** To do **
Below are some records; quote exactly the lines from the one that contains "pub struct SignatureSet" through the one that contains "the Safe contract.", inclusive, and no others.

** Data shown **
┄┄┄┄┄┄┄┄┄┄

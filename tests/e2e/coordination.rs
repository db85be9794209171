//! End-to-end tests for the propose → collect → relay → execute pipeline

use alloy::primitives::{address, U256};
use url::Url;

use crate::common::TestHarness;
use crate::skip_if_no_rpc;
use safe_quorum::{
    Coordinator, Error, ProposalBuilder, RelayClient, SignatureCollector,
};

const ONE_ETH: u128 = 1_000_000_000_000_000_000;

/// 2-of-3 scenario: two owners sign, execution succeeds, and balances move
/// by exactly the transferred amount (the relayer pays the gas, not the Safe)
#[tokio::test(flavor = "multi_thread")]
async fn test_two_of_three_transfer() {
    skip_if_no_rpc!();

    let harness = TestHarness::new().await;
    let deployed = harness.deploy_safe(3, 2, U256::from(5001)).await;

    let fund_amount = U256::from(10 * ONE_ETH);
    harness.mint_eth(deployed.address, fund_amount).await;

    let recipient = address!("0x4444444444444444444444444444444444444444");
    let recipient_before = harness.get_balance(recipient).await;
    let transfer_amount = U256::from(ONE_ETH);

    let safe = harness.safe_client(deployed.address).await;
    let coordinator = Coordinator::new(safe, harness.signers[..2].to_vec(), None).unwrap();

    let report = coordinator
        .transfer(ProposalBuilder::transfer(recipient, transfer_amount))
        .await
        .expect("pipeline should succeed with threshold-many signatures");

    assert!(report.execution.success);
    assert_eq!(report.signatures, 2);
    assert!(!report.relayed, "no relay was configured");
    assert!(
        report.warnings.is_empty(),
        "unexpected warnings: {:?}",
        report.warnings
    );

    assert_eq!(
        harness.get_balance(recipient).await,
        recipient_before + transfer_amount,
        "recipient should receive exactly the transferred amount"
    );
    assert_eq!(
        harness.get_balance(deployed.address).await,
        fund_amount - transfer_amount,
        "Safe should decrease by exactly the transferred amount"
    );
}

/// One signature against a threshold of two: execution is refused and no
/// balance moves
#[tokio::test(flavor = "multi_thread")]
async fn test_single_signature_is_refused() {
    skip_if_no_rpc!();

    let harness = TestHarness::new().await;
    let deployed = harness.deploy_safe(3, 2, U256::from(6001)).await;

    let fund_amount = U256::from(10 * ONE_ETH);
    harness.mint_eth(deployed.address, fund_amount).await;

    let recipient = address!("0x5555555555555555555555555555555555555555");
    let safe = harness.safe_client(deployed.address).await;
    let coordinator = Coordinator::new(safe, harness.signers[..1].to_vec(), None).unwrap();

    let err = coordinator
        .transfer(ProposalBuilder::transfer(recipient, U256::from(ONE_ETH)))
        .await
        .unwrap_err();

    assert!(matches!(err, Error::Execution { .. }), "got {err:?}");
    assert_eq!(harness.get_balance(recipient).await, U256::ZERO);
    assert_eq!(harness.get_balance(deployed.address).await, fund_amount);
}

/// The Safe's own predicate rejects a sub-threshold aggregate and accepts a
/// complete one
#[tokio::test(flavor = "multi_thread")]
async fn test_validity_predicate_tracks_threshold() {
    skip_if_no_rpc!();

    let harness = TestHarness::new().await;
    let deployed = harness.deploy_safe(3, 2, U256::from(7001)).await;
    harness.mint_eth(deployed.address, U256::from(10 * ONE_ETH)).await;

    let safe = harness.safe_client(deployed.address).await;
    let recipient = address!("0x6666666666666666666666666666666666666666");

    let mut tx = ProposalBuilder::transfer(recipient, U256::from(ONE_ETH))
        .build(&safe)
        .await
        .unwrap();

    // one of two required signatures
    SignatureCollector::new(&harness.signers[..1], 1)
        .collect(&mut tx)
        .await
        .unwrap();
    let verdict = safe.check_signatures(&tx).await;
    assert!(!verdict.valid, "one signature must not satisfy threshold 2");
    assert!(verdict.reason.is_some());

    // second signature completes the set
    SignatureCollector::new(&harness.signers[..2], 2)
        .collect(&mut tx)
        .await
        .unwrap();
    let verdict = safe.check_signatures(&tx).await;
    assert!(verdict.valid, "threshold-many signatures must validate: {:?}", verdict.reason);
}

/// An unreachable transaction service degrades to a warning; signing and
/// direct execution still complete
#[tokio::test(flavor = "multi_thread")]
async fn test_relay_unreachable_degrades_to_warning() {
    skip_if_no_rpc!();

    let harness = TestHarness::new().await;
    let deployed = harness.deploy_safe(3, 2, U256::from(8001)).await;

    let fund_amount = U256::from(10 * ONE_ETH);
    harness.mint_eth(deployed.address, fund_amount).await;

    let recipient = address!("0x7777777777777777777777777777777777777777");
    let transfer_amount = U256::from(ONE_ETH);

    // nothing listens on the discard port
    let relay = RelayClient::new(Url::parse("http://127.0.0.1:9/").unwrap());

    let safe = harness.safe_client(deployed.address).await;
    let coordinator = Coordinator::new(safe, harness.signers[..2].to_vec(), Some(relay)).unwrap();

    let report = coordinator
        .transfer(ProposalBuilder::transfer(recipient, transfer_amount))
        .await
        .expect("relay failure must not block execution");

    assert!(report.execution.success);
    assert!(!report.relayed);
    assert!(
        report
            .warnings
            .iter()
            .any(|w| w.to_string().contains("relay propose skipped")),
        "expected a relay warning, got {:?}",
        report.warnings
    );

    assert_eq!(
        harness.get_balance(recipient).await,
        transfer_amount,
        "execution must still transfer the funds"
    );
}
//! Safe transaction records: intent parameters, collected signatures, and
//! the combination the executor and relay operate on

use std::collections::BTreeMap;

use alloy::primitives::{Address, Bytes, B256, U256};

use crate::error::Result;
use crate::signing::validate_signature;
use crate::types::Operation;

/// Safe transaction parameters.
///
/// Immutable once the transaction hash has been computed from them; the hash
/// binds every field, so changing any of them afterwards would invalidate
/// collected signatures.
#[derive(Debug, Clone)]
pub struct SafeTxParams {
    /// Target address
    pub to: Address,
    /// Value to send
    pub value: U256,
    /// Calldata
    pub data: Bytes,
    /// Operation type
    pub operation: Operation,
    /// Gas limit for the Safe transaction
    pub safe_tx_gas: U256,
    /// Base gas (overhead)
    pub base_gas: U256,
    /// Gas price for refund calculation
    pub gas_price: U256,
    /// Token used for gas refund (address(0) for ETH)
    pub gas_token: Address,
    /// Address to receive gas refund
    pub refund_receiver: Address,
    /// Safe nonce
    pub nonce: U256,
}

impl SafeTxParams {
    /// Creates new SafeTxParams with minimal parameters; gas fields default
    /// to zero (the Safe treats zero safeTxGas as "use all available gas").
    pub fn new(to: Address, value: U256, data: impl Into<Bytes>, operation: Operation) -> Self {
        Self {
            to,
            value,
            data: data.into(),
            operation,
            safe_tx_gas: U256::ZERO,
            base_gas: U256::ZERO,
            gas_price: U256::ZERO,
            gas_token: Address::ZERO,
            refund_receiver: Address::ZERO,
            nonce: U256::ZERO,
        }
    }

    /// Sets the safe transaction gas
    pub fn with_safe_tx_gas(mut self, gas: U256) -> Self {
        self.safe_tx_gas = gas;
        self
    }

    /// Sets the nonce
    pub fn with_nonce(mut self, nonce: U256) -> Self {
        self.nonce = nonce;
        self
    }
}

/// Signatures collected for one Safe transaction hash, keyed by signer.
///
/// Insertion order is irrelevant: the wire encoding consumed by the Safe's
/// `checkSignatures` must be sorted ascending by signer address, which the
/// underlying map gives us for free.
#[derive(Debug, Clone, Default)]
pub struct SignatureSet {
    entries: BTreeMap<Address, Bytes>,
}

impl SignatureSet {
    /// Creates an empty set
    pub fn new() -> Self {
        Self::default()
    }

    /// Inserts a signature for `signer`, replacing any previous one.
    ///
    /// The signature is structurally validated (65 bytes, known v value);
    /// cryptographic verification is left to the Safe contract.
    pub fn insert(&mut self, signer: Address, signature: Bytes) -> Result<()> {
        validate_signature(&signature)?;
        self.entries.insert(signer, signature);
        Ok(())
    }

    /// True if `signer` has already contributed a signature
    pub fn contains(&self, signer: &Address) -> bool {
        self.entries.contains_key(signer)
    }

    /// Number of collected signatures
    pub fn len(&self) -> usize {
        self.entries.len()
    }

    /// True when no signatures have been collected
    pub fn is_empty(&self) -> bool {
        self.entries.is_empty()
    }

    /// True once at least `threshold` signatures are present
    pub fn meets_threshold(&self, threshold: u64) -> bool {
        self.entries.len() as u64 >= threshold
    }

    /// Iterates entries in ascending signer-address order
    pub fn iter(&self) -> impl Iterator<Item = (&Address, &Bytes)> {
        self.entries.iter()
    }

    /// Returns the signature contributed by `signer`, if any
    pub fn get(&self, signer: &Address) -> Option<&Bytes> {
        self.entries.get(signer)
    }

    /// Concatenates all signatures sorted ascending by signer address, the
    /// layout `execTransaction` expects.
    pub fn encode(&self) -> Bytes {
        let mut encoded = Vec::with_capacity(self.entries.len() * 65);
        for signature in self.entries.values() {
            encoded.extend_from_slice(signature);
        }
        Bytes::from(encoded)
    }
}

/// A proposed Safe transaction: sealed parameters, their hash, and the
/// signatures collected so far.
#[derive(Debug, Clone)]
pub struct SafeTransaction {
    /// Transaction parameters the hash was computed over
    pub params: SafeTxParams,
    /// EIP-712 Safe transaction hash, the identifier signatures are made over
    pub hash: B256,
    /// Owner signatures collected so far
    pub signatures: SignatureSet,
}

impl SafeTransaction {
    /// Wraps hashed parameters with an empty signature set
    pub fn new(params: SafeTxParams, hash: B256) -> Self {
        Self {
            params,
            hash,
            signatures: SignatureSet::new(),
        }
    }

    /// Attaches a signature from `signer`
    pub fn add_signature(&mut self, signer: Address, signature: Bytes) -> Result<()> {
        self.signatures.insert(signer, signature)
    }

    /// Number of attached signatures
    pub fn signature_count(&self) -> usize {
        self.signatures.len()
    }

    /// True once the transaction carries enough signatures to execute
    pub fn is_executable(&self, threshold: u64) -> bool {
        self.signatures.meets_threshold(threshold)
    }
}
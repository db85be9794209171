//! Building transaction proposals: intent parameters sealed under the
//! EIP-712 Safe transaction hash

use alloy::network::AnyNetwork;
use alloy::primitives::{Address, Bytes, U256};
use alloy::providers::Provider;
use tracing::debug;

use crate::encoding::compute_safe_transaction_hash;
use crate::error::Result;
use crate::safe::SafeClient;
use crate::types::{Operation, SafeTransaction, SafeTxParams};

/// Builder for a Safe transaction proposal.
///
/// Gas parameters default to zero (auto) and may be overridden before the
/// proposal is built. The Safe nonce is deliberately not a builder input: it
/// is read from the chain at build time, immediately before hashing, so the
/// hash reflects the freshest nonce this flow can observe. Concurrent
/// proposals against the same Safe are an operator error.
#[derive(Debug, Clone)]
pub struct ProposalBuilder {
    to: Address,
    value: U256,
    data: Bytes,
    operation: Operation,
    safe_tx_gas: U256,
    base_gas: U256,
    gas_price: U256,
    gas_token: Address,
    refund_receiver: Address,
}

impl ProposalBuilder {
    /// Starts a proposal for an arbitrary call
    pub fn new(to: Address, value: U256, data: impl Into<Bytes>, operation: Operation) -> Self {
        Self {
            to,
            value,
            data: data.into(),
            operation,
            safe_tx_gas: U256::ZERO,
            base_gas: U256::ZERO,
            gas_price: U256::ZERO,
            gas_token: Address::ZERO,
            refund_receiver: Address::ZERO,
        }
    }

    /// Starts a proposal for a plain ETH transfer
    pub fn transfer(to: Address, value: U256) -> Self {
        Self::new(to, value, Bytes::new(), Operation::Call)
    }

    /// Overrides the Safe transaction gas limit
    pub fn with_safe_tx_gas(mut self, gas: U256) -> Self {
        self.safe_tx_gas = gas;
        self
    }

    /// Overrides the base gas overhead
    pub fn with_base_gas(mut self, gas: U256) -> Self {
        self.base_gas = gas;
        self
    }

    /// Enables gas refunds at `gas_price` in `gas_token` to `refund_receiver`
    pub fn with_refund(mut self, gas_price: U256, gas_token: Address, refund_receiver: Address) -> Self {
        self.gas_price = gas_price;
        self.gas_token = gas_token;
        self.refund_receiver = refund_receiver;
        self
    }

    /// Reads the Safe's current nonce and seals the intent into a hashed,
    /// signable transaction. The parameters are immutable from here on.
    pub async fn build<P>(self, safe: &SafeClient<P>) -> Result<SafeTransaction>
    where
        P: Provider<AnyNetwork> + Clone + 'static,
    {
        let nonce = safe.nonce().await?;

        let params = SafeTxParams {
            to: self.to,
            value: self.value,
            data: self.data,
            operation: self.operation,
            safe_tx_gas: self.safe_tx_gas,
            base_gas: self.base_gas,
            gas_price: self.gas_price,
            gas_token: self.gas_token,
            refund_receiver: self.refund_receiver,
            nonce,
        };

        let hash = compute_safe_transaction_hash(safe.chain_id(), safe.address(), &params);
        debug!(safe = %safe.address(), %nonce, hash = %hash, "built transaction proposal");

        Ok(SafeTransaction::new(params, hash))
    }
}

┄┄┄┄┄┄┄┄┄┄

** Your solution **
pub struct SignatureSet {
    entries: BTreeMap<Address, Bytes>,
}

impl SignatureSet {
    /// Creates an empty set
    pub fn new() -> Self {
        Self::default()
    }

    /// Inserts a signature for `signer`, replacing any previous one.
    ///
    /// The signature is structurally validated (65 bytes, known v value);
    /// cryptographic verification is left to the Safe contract.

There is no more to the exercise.